- _Source information_
┏━━

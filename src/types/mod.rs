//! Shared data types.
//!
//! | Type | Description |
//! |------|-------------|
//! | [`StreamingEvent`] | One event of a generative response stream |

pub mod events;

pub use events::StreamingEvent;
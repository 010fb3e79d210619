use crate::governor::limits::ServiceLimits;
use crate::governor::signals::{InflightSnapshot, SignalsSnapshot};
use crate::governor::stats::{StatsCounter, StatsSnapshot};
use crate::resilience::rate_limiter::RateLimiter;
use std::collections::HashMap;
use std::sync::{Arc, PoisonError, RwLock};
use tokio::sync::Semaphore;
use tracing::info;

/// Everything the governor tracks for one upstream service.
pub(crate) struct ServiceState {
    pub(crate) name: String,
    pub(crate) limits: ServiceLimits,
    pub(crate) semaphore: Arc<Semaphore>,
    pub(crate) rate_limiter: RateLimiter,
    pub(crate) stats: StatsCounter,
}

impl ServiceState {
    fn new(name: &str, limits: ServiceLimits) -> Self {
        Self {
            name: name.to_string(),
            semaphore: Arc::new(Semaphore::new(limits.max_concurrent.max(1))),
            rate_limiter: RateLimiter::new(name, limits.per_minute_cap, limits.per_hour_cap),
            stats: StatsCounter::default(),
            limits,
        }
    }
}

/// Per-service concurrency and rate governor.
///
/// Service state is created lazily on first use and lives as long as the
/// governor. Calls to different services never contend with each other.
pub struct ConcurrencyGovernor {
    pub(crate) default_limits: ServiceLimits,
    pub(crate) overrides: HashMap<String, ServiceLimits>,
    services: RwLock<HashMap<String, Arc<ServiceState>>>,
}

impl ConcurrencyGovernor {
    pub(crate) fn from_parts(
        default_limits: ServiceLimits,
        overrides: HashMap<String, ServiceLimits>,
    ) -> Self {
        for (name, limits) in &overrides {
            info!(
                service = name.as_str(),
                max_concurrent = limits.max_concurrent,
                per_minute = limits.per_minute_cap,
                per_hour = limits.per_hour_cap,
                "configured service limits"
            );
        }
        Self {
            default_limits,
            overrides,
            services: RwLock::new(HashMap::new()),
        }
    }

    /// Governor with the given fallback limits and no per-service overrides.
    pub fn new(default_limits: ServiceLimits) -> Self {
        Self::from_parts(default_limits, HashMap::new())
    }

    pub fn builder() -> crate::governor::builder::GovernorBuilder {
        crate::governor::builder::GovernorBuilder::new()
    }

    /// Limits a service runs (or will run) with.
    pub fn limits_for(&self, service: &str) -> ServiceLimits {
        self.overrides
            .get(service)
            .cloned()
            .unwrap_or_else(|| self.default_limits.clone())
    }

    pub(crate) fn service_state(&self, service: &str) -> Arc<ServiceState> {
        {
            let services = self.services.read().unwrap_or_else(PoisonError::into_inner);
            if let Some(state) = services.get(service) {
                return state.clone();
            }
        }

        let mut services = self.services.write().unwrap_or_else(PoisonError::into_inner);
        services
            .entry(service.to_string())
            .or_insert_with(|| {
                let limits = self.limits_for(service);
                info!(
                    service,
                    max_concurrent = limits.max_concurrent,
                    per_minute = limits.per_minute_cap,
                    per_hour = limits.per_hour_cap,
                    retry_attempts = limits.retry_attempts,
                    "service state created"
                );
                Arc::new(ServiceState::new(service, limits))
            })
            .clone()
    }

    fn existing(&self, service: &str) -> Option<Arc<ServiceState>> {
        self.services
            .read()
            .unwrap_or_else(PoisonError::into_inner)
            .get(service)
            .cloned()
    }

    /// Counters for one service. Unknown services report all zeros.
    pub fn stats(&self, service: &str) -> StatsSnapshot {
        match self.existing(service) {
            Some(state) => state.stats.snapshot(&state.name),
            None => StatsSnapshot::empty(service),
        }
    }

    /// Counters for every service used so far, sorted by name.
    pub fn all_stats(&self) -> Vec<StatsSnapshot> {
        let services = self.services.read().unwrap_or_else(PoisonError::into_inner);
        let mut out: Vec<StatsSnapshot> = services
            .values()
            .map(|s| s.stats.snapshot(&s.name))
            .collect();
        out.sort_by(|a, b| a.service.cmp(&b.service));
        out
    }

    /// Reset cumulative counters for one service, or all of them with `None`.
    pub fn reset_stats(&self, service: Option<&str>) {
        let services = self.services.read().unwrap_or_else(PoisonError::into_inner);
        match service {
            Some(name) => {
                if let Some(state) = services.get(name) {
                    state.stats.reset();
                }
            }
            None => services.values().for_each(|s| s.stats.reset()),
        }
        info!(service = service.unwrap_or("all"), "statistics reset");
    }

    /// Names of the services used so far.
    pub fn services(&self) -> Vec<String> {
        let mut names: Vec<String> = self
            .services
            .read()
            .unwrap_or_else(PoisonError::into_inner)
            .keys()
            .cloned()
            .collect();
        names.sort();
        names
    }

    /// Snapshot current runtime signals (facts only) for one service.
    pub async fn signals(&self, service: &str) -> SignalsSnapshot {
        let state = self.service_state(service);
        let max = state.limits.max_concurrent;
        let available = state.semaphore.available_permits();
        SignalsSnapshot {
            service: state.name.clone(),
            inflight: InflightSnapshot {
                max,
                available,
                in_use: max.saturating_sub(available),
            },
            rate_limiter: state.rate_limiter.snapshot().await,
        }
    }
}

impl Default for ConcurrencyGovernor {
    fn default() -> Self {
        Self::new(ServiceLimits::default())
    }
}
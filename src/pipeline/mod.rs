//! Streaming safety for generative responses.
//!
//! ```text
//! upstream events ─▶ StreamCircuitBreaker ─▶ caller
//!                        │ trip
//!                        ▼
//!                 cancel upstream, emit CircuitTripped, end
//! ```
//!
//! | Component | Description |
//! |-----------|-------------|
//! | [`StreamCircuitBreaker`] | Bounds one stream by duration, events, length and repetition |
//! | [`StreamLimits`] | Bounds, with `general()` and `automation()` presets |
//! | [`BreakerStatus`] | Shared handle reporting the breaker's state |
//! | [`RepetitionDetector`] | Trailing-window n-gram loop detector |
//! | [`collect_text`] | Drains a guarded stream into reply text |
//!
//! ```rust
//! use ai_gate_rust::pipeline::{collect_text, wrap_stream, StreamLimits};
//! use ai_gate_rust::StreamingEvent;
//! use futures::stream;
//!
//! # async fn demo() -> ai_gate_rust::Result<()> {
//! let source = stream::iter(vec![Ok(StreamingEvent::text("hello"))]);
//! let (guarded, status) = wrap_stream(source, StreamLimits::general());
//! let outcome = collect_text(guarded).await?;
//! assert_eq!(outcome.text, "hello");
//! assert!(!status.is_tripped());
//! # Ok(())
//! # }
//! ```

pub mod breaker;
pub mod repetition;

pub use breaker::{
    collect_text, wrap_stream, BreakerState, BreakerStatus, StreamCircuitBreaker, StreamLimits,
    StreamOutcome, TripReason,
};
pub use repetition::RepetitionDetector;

┗━━

The records above need to be retyped in full, exactly as they stand.

- _Exercise answer_
filename src/types/mod.rs
//! Shared data types.
//!
//! | Type | Description |
//! |------|-------------|
//! | [`StreamingEvent`] | One event of a generative response stream |

pub mod events;

pub use events::StreamingEvent;
repository 010fb3e79d210619
use crate::governor::limits::ServiceLimits;
use crate::governor::signals::{InflightSnapshot, SignalsSnapshot};
use crate::governor::stats::{StatsCounter, StatsSnapshot};
use crate::resilience::rate_limiter::RateLimiter;
use std::collections::HashMap;
use std::sync::{Arc, PoisonError, RwLock};
use tokio::sync::Semaphore;
use tracing::info;

/// Everything the governor tracks for one upstream service.
pub(crate) struct ServiceState {
    pub(crate) name: String,
    pub(crate) limits: ServiceLimits,
    pub(crate) semaphore: Arc<Semaphore>,
    pub(crate) rate_limiter: RateLimiter,
    pub(crate) stats: StatsCounter,
}

impl ServiceState {
    fn new(name: &str, limits: ServiceLimits) -> Self {
        Self {
            name: name.to_string(),
            semaphore: Arc::new(Semaphore::new(limits.max_concurrent.max(1))),
            rate_limiter: RateLimiter::new(name, limits.per_minute_cap, limits.per_hour_cap),
            stats: StatsCounter::default(),
            limits,
        }
    }
}

/// Per-service concurrency and rate governor.
///
/// Service state is created lazily on first use and lives as long as the
/// governor. Calls to different services never contend with each other.
pub struct ConcurrencyGovernor {
    pub(crate) default_limits: ServiceLimits,
    pub(crate) overrides: HashMap<String, ServiceLimits>,
    services: RwLock<HashMap<String, Arc<ServiceState>>>,
}

impl ConcurrencyGovernor {
    pub(crate) fn from_parts(
        default_limits: ServiceLimits,
        overrides: HashMap<String, ServiceLimits>,
    ) -> Self {
        for (name, limits) in &overrides {
            info!(
                service = name.as_str(),
                max_concurrent = limits.max_concurrent,
                per_minute = limits.per_minute_cap,
                per_hour = limits.per_hour_cap,
                "configured service limits"
            );
        }
        Self {
            default_limits,
            overrides,
            services: RwLock::new(HashMap::new()),
        }
    }

    /// Governor with the given fallback limits and no per-service overrides.
    pub fn new(default_limits: ServiceLimits) -> Self {
        Self::from_parts(default_limits, HashMap::new())
    }

    pub fn builder() -> crate::governor::builder::GovernorBuilder {
        crate::governor::builder::GovernorBuilder::new()
    }

    /// Limits a service runs (or will run) with.
    pub fn limits_for(&self, service: &str) -> ServiceLimits {
        self.overrides
            .get(service)
            .cloned()
            .unwrap_or_else(|| self.default_limits.clone())
    }

    pub(crate) fn service_state(&self, service: &str) -> Arc<ServiceState> {
        {
            let services = self.services.read().unwrap_or_else(PoisonError::into_inner);
            if let Some(state) = services.get(service) {
                return state.clone();
            }
        }

        let mut services = self.services.write().unwrap_or_else(PoisonError::into_inner);
        services
            .entry(service.to_string())
            .or_insert_with(|| {
                let limits = self.limits_for(service);
                info!(
                    service,
                    max_concurrent = limits.max_concurrent,
                    per_minute = limits.per_minute_cap,
                    per_hour = limits.per_hour_cap,
                    retry_attempts = limits.retry_attempts,
                    "service state created"
                );
                Arc::new(ServiceState::new(service, limits))
            })
            .clone()
    }

    fn existing(&self, service: &str) -> Option<Arc<ServiceState>> {
        self.services
            .read()
            .unwrap_or_else(PoisonError::into_inner)
            .get(service)
            .cloned()
    }

    /// Counters for one service. Unknown services report all zeros.
    pub fn stats(&self, service: &str) -> StatsSnapshot {
        match self.existing(service) {
            Some(state) => state.stats.snapshot(&state.name),
            None => StatsSnapshot::empty(service),
        }
    }

    /// Counters for every service used so far, sorted by name.
    pub fn all_stats(&self) -> Vec<StatsSnapshot> {
        let services = self.services.read().unwrap_or_else(PoisonError::into_inner);
        let mut out: Vec<StatsSnapshot> = services
            .values()
            .map(|s| s.stats.snapshot(&s.name))
            .collect();
        out.sort_by(|a, b| a.service.cmp(&b.service));
        out
    }

    /// Reset cumulative counters for one service, or all of them with `None`.
    pub fn reset_stats(&self, service: Option<&str>) {
        let services = self.services.read().unwrap_or_else(PoisonError::into_inner);
        match service {
            Some(name) => {
                if let Some(state) = services.get(name) {
                    state.stats.reset();
                }
            }
            None => services.values().for_each(|s| s.stats.reset()),
        }
        info!(service = service.unwrap_or("all"), "statistics reset");
    }

    /// Names of the services used so far.
    pub fn services(&self) -> Vec<String> {
        let mut names: Vec<String> = self
            .services
            .read()
            .unwrap_or_else(PoisonError::into_inner)
            .keys()
            .cloned()
            .collect();
        names.sort();
        names
    }

    /// Snapshot current runtime signals (facts only) for one service.
    pub async fn signals(&self, service: &str) -> SignalsSnapshot {
        let state = self.service_state(service);
        let max = state.limits.max_concurrent;
        let available = state.semaphore.available_permits();
        SignalsSnapshot {
            service: state.name.clone(),
            inflight: InflightSnapshot {
                max,
                available,
                in_use: max.saturating_sub(available),
            },
            rate_limiter: state.rate_limiter.snapshot().await,
        }
    }
}

impl Default for ConcurrencyGovernor {
    fn default() -> Self {
        Self::new(ServiceLimits::default())
    }
}
filename src/pipeline/mod.rs
//! Streaming safety for generative responses.
//!
//! ```text
//! upstream events ─▶ StreamCircuitBreaker ─▶ caller
//!                        │ trip
//!                        ▼
//!                 cancel upstream, emit CircuitTripped, end
//! ```
//!
//! | Component | Description |
//! |-----------|-------------|
//! | [`StreamCircuitBreaker`] | Bounds one stream by duration, events, length and repetition |
//! | [`StreamLimits`] | Bounds, with `general()` and `automation()` presets |
//! | [`BreakerStatus`] | Shared handle reporting the breaker's state |
//! | [`RepetitionDetector`] | Trailing-window n-gram loop detector |
//! | [`collect_text`] | Drains a guarded stream into reply text |
//!
//! ```rust
//! use ai_gate_rust::pipeline::{collect_text, wrap_stream, StreamLimits};
//! use ai_gate_rust::StreamingEvent;
//! use futures::stream;
//!
//! # async fn demo() -> ai_gate_rust::Result<()> {
//! let source = stream::iter(vec![Ok(StreamingEvent::text("hello"))]);
//! let (guarded, status) = wrap_stream(source, StreamLimits::general());
//! let outcome = collect_text(guarded).await?;
//! assert_eq!(outcome.text, "hello");
//! assert!(!status.is_tripped());
//! # Ok(())
//! # }
//! ```

pub mod breaker;
pub mod repetition;

pub use breaker::{
    collect_text, wrap_stream, BreakerState, BreakerStatus, StreamCircuitBreaker, StreamLimits,
    StreamOutcome, TripReason,
};
pub use repetition::RepetitionDetector;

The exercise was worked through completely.